Peut être certains me rétorqueront qu’il n’y a là qu’un réflexe de Pavlov, entretenu par le fait que je passe là bas de longs étés…

Peut être…

Quoi qu’il en soit, cette année, l’excursion n’était pas prévue. Un hiver blanc dès le mois de novembre nous poussait davantage vers les sommets enneigés, en bons lyonnais que nous sommes, que vers les falaises bretonnes, même couvertes de gel et de neige. J’en avais même fait mon deuil, me consolant du souvenir que j’avais profité tout mon saoul de l’eau glacée et salée de cette manche là durant l’été. Mais c’était sans compter un soudain abandon de l’air montagnard au profit d’un plus économe et moins éloigné réveillon lyonnais pointant son nez à l’improviste qui n’avait à mes yeux que trop peu d’attraits. A tout le moins pas assez pour rivaliser avec l’envie de retrouver les plus fidèles, venus d’un peu partout célébrer la nouvelle année sous la lumière d’un soleil d’ hiver rendant la mer encore plus  changeante et gracile,  si touchante, ainsi délaissée des cohortes humaines de l’été.

Alors, lorsque d’abord 2, puis 5 amis lyonnais ont émis le souhait de prendre la route vers ce grand Ouest, il n’a pas fallu tellement plus de 5 minutes pour que la furieuse envie balaye tout sur son passage, notamment la culpabilité d’abandonner une partie de la fidèle team réveillonesque qui, il y a deux ans, foulait avec moi les pistes bretonnes (bien plus tendance que leurs cousines montagnardes, et tout aussi risquées, car l’on y monte généralement que lorsque le taux d’alcoolémie avoisine la moyenne bretonne, laquelle, comme tout le monde sait, n’est pas tout à fait la moyenne nationale). Perdant dans la bataille un comparse de taille, ma P’tite Caille, avec lequel j’avais toujours organisé les réveillons bretons ces dernières années, ce n’est  pas sans un certain pincement au cœur que j’ai embarqué avec ma petite troupe pour 6 jours là bas…

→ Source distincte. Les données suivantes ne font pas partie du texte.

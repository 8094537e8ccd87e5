/**
 * Ground Station Binary
 *
 * Connects to the vehicle, waits for its first heartbeat, then runs the
 * worker pipeline for the configured runtime.
 *
 * Usage: ground_station [--config config/ground_station.yaml] [--connection tcp:localhost:12345]
 *                       [--runtime 100] [--json-logs]
 */

use std::path::PathBuf;
use std::process::ExitCode;

use anyhow::{Context, Result};
use clap::Parser;
use tracing::{error, info};

use drone_sync::config::Config;
use drone_sync::link::open_link;
use drone_sync::logging::{self, LogFormat};
use drone_sync::pipeline::Pipeline;

#[derive(Parser, Debug)]
#[command(name = "ground_station", version, about = "Drone ground station supervisor")]
struct Cli{
    /// YAML configuration file; built-in defaults when omitted.
    #[arg(long)]
    config: Option<PathBuf>,

    /// Override the link, e.g. tcp:localhost:12345 or serial:/dev/ttyACM0:57600.
    #[arg(long)]
    connection: Option<String>,

    /// Override the runtime in seconds.
    #[arg(long)]
    runtime: Option<u64>,

    /// Emit JSON log lines.
    #[arg(long)]
    json_logs: bool,
}

fn load_config(cli: &Cli) -> Result<Config>{
    let mut config = match &cli.config{
        Some(path) => Config::from_file(path).with_context(|| format!("loading {}", path.display()))?,
        None => Config::default(),
    };

    if let Some(connection) = &cli.connection{
        config.connection = connection.clone();
    }
    if let Some(runtime) = cli.runtime{
        config.runtime_secs = runtime;
    }
    if cli.json_logs{
        config.logging.format = LogFormat::Json;
    }
    config.validate()?;
    Ok(config)
}

fn run(config: &Config) -> Result<bool>{
    let address = config.link_address()?;
    let connection = open_link(&address).with_context(|| format!("connecting to {address}"))?;

    let heartbeat = connection
        .wait_heartbeat(config.wait_heartbeat())
        .context("vehicle never announced itself")?;
    let vehicle_type = heartbeat.vehicle_type;
    info!(vehicle_type, "connected");

    let mut pipeline = Pipeline::create(config, connection)?;
    let summary = pipeline.run(config.runtime())?;

    info!(
        reports = summary.reports,
        last_report = ?summary.last_report.map(|r| r.to_string()),
        disconnected = summary.disconnected,
        elapsed_secs = summary.elapsed.as_secs_f64(),
        "ground station finished"
    );
    Ok(summary.is_clean())
}

fn main() -> ExitCode{
    let cli = Cli::parse();

    let config = match load_config(&cli){
        Ok(config) => config,
        Err(e) => {
            eprintln!("ground_station: {e:#}");
            return ExitCode::FAILURE;
        }
    };

    if let Err(e) = logging::init(&config.logging.level, config.logging.format){
        eprintln!("ground_station: logging setup failed: {e:#}");
        return ExitCode::FAILURE;
    }

    match run(&config){
        Ok(true) => ExitCode::SUCCESS,
        Ok(false) => {
            error!("some workers crashed or hung");
            ExitCode::FAILURE
        }
        Err(e) => {
            error!(error = %format!("{e:#}"), "ground station failed");
            ExitCode::FAILURE
        }
    }
}
/**
 * Ground Station Configuration
 *
 * YAML file with the link address, runtime, target, queue capacities,
 * worker counts and logging settings. Every key is optional; missing keys
 * take the built-in defaults.
 */

use std::path::{Path, PathBuf};
use std::time::Duration;

use serde::{Deserialize, Serialize};
use thiserror::Error;
use tracing_subscriber::EnvFilter;

use crate::command::Position;
use crate::link::LinkAddress;
use crate::logging::LogFormat;

#[derive(Debug, Error)]
pub enum ConfigError{
    #[error("failed to read {}: {source}", path.display())]
    Io{
        path: PathBuf,
        #[source]
        source: std::io::Error,
    },

    #[error("failed to parse config: {0}")]
    Parse(#[from] serde_yaml::Error),

    #[error("invalid config: {0}")]
    Invalid(String),
}

#[derive(Debug, Clone, PartialEq, Serialize, Deserialize)]
#[serde(default, deny_unknown_fields)]
pub struct Config{
    pub connection: String,
    pub runtime_secs: u64,
    pub wait_heartbeat_secs: u64,
    pub join_timeout_secs: u64,
    pub target: Position,
    pub queues: QueueConfig,
    pub workers: WorkerConfig,
    pub logging: LoggingConfig,
}

/// Queue capacities; `<= 0` means unbounded.
#[derive(Debug, Clone, PartialEq, Serialize, Deserialize)]
#[serde(default, deny_unknown_fields)]
pub struct QueueConfig{
    pub heartbeat: i64,
    pub telemetry: i64,
    pub report: i64,
    pub inbox: i64, //per message kind, oldest dropped when full
}

#[derive(Debug, Clone, PartialEq, Serialize, Deserialize)]
#[serde(default, deny_unknown_fields)]
pub struct WorkerConfig{
    pub heartbeat_sender: usize,
    pub heartbeat_receiver: usize,
    pub telemetry: usize,
    pub command: usize,
}

#[derive(Debug, Clone, PartialEq, Serialize, Deserialize)]
#[serde(default, deny_unknown_fields)]
pub struct LoggingConfig{
    pub level: String,
    pub format: LogFormat,
}

impl Default for Config{
    fn default() -> Self{
        Config{
            connection: "tcp:localhost:12345".to_string(),
            runtime_secs: 100,
            wait_heartbeat_secs: 30,
            join_timeout_secs: 5,
            target: Position::new(10.0, 20.0, 30.0),
            queues: QueueConfig::default(),
            workers: WorkerConfig::default(),
            logging: LoggingConfig::default(),
        }
    }
}

impl Default for QueueConfig{
    fn default() -> Self{
        QueueConfig{ heartbeat: 10, telemetry: 10, report: 10, inbox: 16 }
    }
}

impl Default for WorkerConfig{
    fn default() -> Self{
        WorkerConfig{ heartbeat_sender: 1, heartbeat_receiver: 1, telemetry: 1, command: 1 }
    }
}

impl Default for LoggingConfig{
    fn default() -> Self{
        LoggingConfig{ level: "info".to_string(), format: LogFormat::Pretty }
    }
}

impl Config{
    pub fn from_file<P: AsRef<Path>>(path: P) -> Result<Self, ConfigError>{
        let path = path.as_ref();
        let content = std::fs::read_to_string(path).map_err(|source| ConfigError::Io{
            path: path.to_path_buf(),
            source,
        })?;
        Self::from_yaml(&content)
    }

    pub fn from_yaml(content: &str) -> Result<Self, ConfigError>{
        let config: Config = serde_yaml::from_str(content)?;
        config.validate()?;
        Ok(config)
    }

    pub fn validate(&self) -> Result<(), ConfigError>{
        self.link_address()?;

        if self.runtime_secs == 0{
            return Err(ConfigError::Invalid("runtime_secs must be greater than 0".into()));
        }
        if self.join_timeout_secs == 0{
            return Err(ConfigError::Invalid("join_timeout_secs must be greater than 0".into()));
        }
        if !self.target.is_finite(){
            return Err(ConfigError::Invalid(format!("target {:?} is not finite", self.target)));
        }

        let counts = [
            ("heartbeat_sender", self.workers.heartbeat_sender),
            ("heartbeat_receiver", self.workers.heartbeat_receiver),
            ("telemetry", self.workers.telemetry),
            ("command", self.workers.command),
        ];
        for (name, count) in counts{
            if count == 0{
                return Err(ConfigError::Invalid(format!("workers.{name} must be at least 1")));
            }
        }

        if let Err(e) = EnvFilter::try_new(&self.logging.level){
            return Err(ConfigError::Invalid(format!("logging.level {:?}: {e}", self.logging.level)));
        }
        Ok(())
    }

    pub fn link_address(&self) -> Result<LinkAddress, ConfigError>{
        self.connection
            .parse()
            .map_err(|e: crate::link::LinkError| ConfigError::Invalid(e.to_string()))
    }

    pub fn runtime(&self) -> Duration{
        Duration::from_secs(self.runtime_secs)
    }

    pub fn wait_heartbeat(&self) -> Duration{
        Duration::from_secs(self.wait_heartbeat_secs)
    }

    pub fn join_timeout(&self) -> Duration{
        Duration::from_secs(self.join_timeout_secs)
    }
}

Partis de nuit, dans l’espoir un tantinet utopique de gagner ainsi une demi-journée au moins sur place, nous avons débarqué au tout tout petit matin dans une Bretagne plus fraîche qu’à l’accoutumée et un appartement au béton un poil trop épais pour s’être réchauffé suffisamment… Gelée la Turtle, éreintée, après une nuit passée sans dormir une seconde, par solidarité plus que nécessité, mes deux copilotes-gentlemen m’ayant laissée en mode passager. Incapable de fermer l’œil plus d’une heure ce matin là, tant l’excitation du voyage, de l’arrivée intempestive au milieu de la nuit et l’euphorie suscitée par la perspective de ces quelques jours volés étaient fortes.

Retrouver alors une Bretagne baignée par cette lumière hivernale que nul été n’offre. S’émerveiller devant l’ingéniosité de cieux laissant filtrer, au travers de nuages bas, de parfaites nuances moirées, reflétées par une mer magistralement calme par morte-eau.

Vivre au rythme de journées raccourcies nous récompensant toujours de quelques heures de soleil, se balader de longues heures. Découvrir, émerveillés, une végétation aux couleurs automnales faisant rejaillir la pierre avec force contraste, rigoler devant l’euphorie enfantine suscitée par l’escalade de mes roches rosées préférées chez ces grands gaillards comme échoués de la ville.

Rentrer juste ce qu’il faut frigorifiés pour profiter davantage de flambées de cheminées faisant exploser en quelques jours à peine la provision paternelle… Jouer alors de longues heures devant le feu-récompense, ou remonter le cours nos vies autour de verres de l’amitié se vidant plus vite que naissait l’envie d’aller enfin trouver un peu de repos. Enchaîner des repas imaginés par une Turtle bien décidée à apprendre à ce club des 6 -à haute teneur masculine- le roulage de nems de canard confit, le triangulage de feuilles de bricks aux épinards et l’emballotage de cannelonnis de poissons cuits à la vapeur, la blanquette vanillée des Soeurs Scotto et autres tartares de saumon aux deux agrumes et coriandre fraîche…

Quatre jours passés aussi vite que la marée monte les jours de tempête, à profiter de chacun de  ces plaisirs simples, dans une joie de vivre communicative.

Voir déjà débarquer le jour fatidique où il est temps de rendre à contrecœur aux terres lyonnaises trois des membres du club des 6, pour mieux à se joindre , avec les 2 renégats qui, à ma suite, avaient boudé le classicisme d’un réveillon lyonnais, aux amis d’enfance et autres cousins, fraichement débarqués pour célébrer ce 31 décembre…

Nul besoin de longs discours pour vous expliquer que la nuit n’a pas été assez longue pour épuiser les vaillants bretons, de cœur ou d’adoption, tous réunis dans une maison à fleur de mer, lieu ô combien parfait pour célébrer dans une euphorie certaine la naissance de cette nouvelle année…

31 décembre 2010 … une page se referme, une nouvelle s’ouvre.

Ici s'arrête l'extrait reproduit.